Opportunistic hedge funds have profited handsomely from the euro zone crisis,
be it by speculating in Greek bonds or by buying up the senior debt of failed
Spanish banks. They have successfully bet that Europe, ever fearful of
Greek-style contagion, will prefer taxpayer-financed bailouts to forcing concessions
from the private sector. In Greece this year, so-called vulture funds like Dart
Management were paid back in full after refusing to take the losses that most
other private bondholders grudgingly accepted as part of the 100 billion euro
Greek bailout that Athens and Europe agreed to in March.
The big winners this time, according to bankers and
investors, were American and European hedge funds like Greylock Capital, Fir
Tree, Brevan Howard and Third Point, all of which snapped up Greek debt last
summer as warnings grew that Greece might leave the euro and default on its
debt. Many have booked gains of 100 percent or higher.

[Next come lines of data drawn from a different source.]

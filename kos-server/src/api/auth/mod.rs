//! Auth API
//!
//! | Path | Method | Limit |
//! |------|--------|-------|
//! | /api/auth/login | POST | strict |
//! | /api/auth/register | POST | strict |
//! | /api/auth/google-login | POST | strict |
//! | /api/auth/forgot-password | POST | strict |
//! | /api/auth/reset-password | POST | moderate |
//! | /api/auth/refresh | POST | - |
//! | /api/auth/logout | POST | - |

mod handler;

use axum::{Router, middleware, routing::post};

use crate::auth::rate_limit::{moderate_rate_limit, strict_rate_limit};
use crate::state::AppState;

pub fn router(state: &AppState) -> Router<AppState> {
    Router::new().nest("/auth", routes(state))
}

fn routes(state: &AppState) -> Router<AppState> {
    let strict = Router::new()
        .route("/login", post(handler::login))
        .route("/register", post(handler::register))
        .route("/google-login", post(handler::google_login))
        .route("/forgot-password", post(handler::forgot_password))
        .layer(middleware::from_fn_with_state(state.clone(), strict_rate_limit));

    let moderate = Router::new()
        .route("/reset-password", post(handler::reset_password))
        .layer(middleware::from_fn_with_state(state.clone(), moderate_rate_limit));

    Router::new()
        .route("/refresh", post(handler::refresh))
        .route("/logout", post(handler::logout))
        .merge(strict)
        .merge(moderate)
}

They largely have the financial lobby to thank — in
particular the Institute of International Finance, which is based in Washington
and represents the interests of more than 450 banks, hedge funds and other
financial institutions around the world. The institute played on fears in
Brussels, Rome and Madrid that a hard-line approach to the hedge funds would
create another round of market chaos.
The warning was blunt: If Athens set off legal
mechanisms in the bond contracts known as collective action clauses, forcing
bondholders to accept lower prices, investors would stop buying the bonds of
struggling European countries. That would be bad news for Spain and Italy — to
say nothing of Portugal and Ireland when they return to global bond markets in
2013.
Countering this pro-hedge-fund argument was a small
circle of bankers, lawyers and policy advocates, the most prominent of whom was
Mr. Wohlin, the Deutsche Bank executive who sent the e-mail. Another was Adam
Lerrick, a former investment banker now affiliated with the American Enterprise
Institute.
They argued that collective action clauses have a
legitimate function: to help near-bankrupt countries reach debt restructuring
agreements with a majority of their bondholders, with a minimum of legal fuss
from investors holding out for a better deal. All euro zone countries that
issue debt next year will have such clauses in their bond contracts, and
proponents say there is scant evidence that they cause market turmoil.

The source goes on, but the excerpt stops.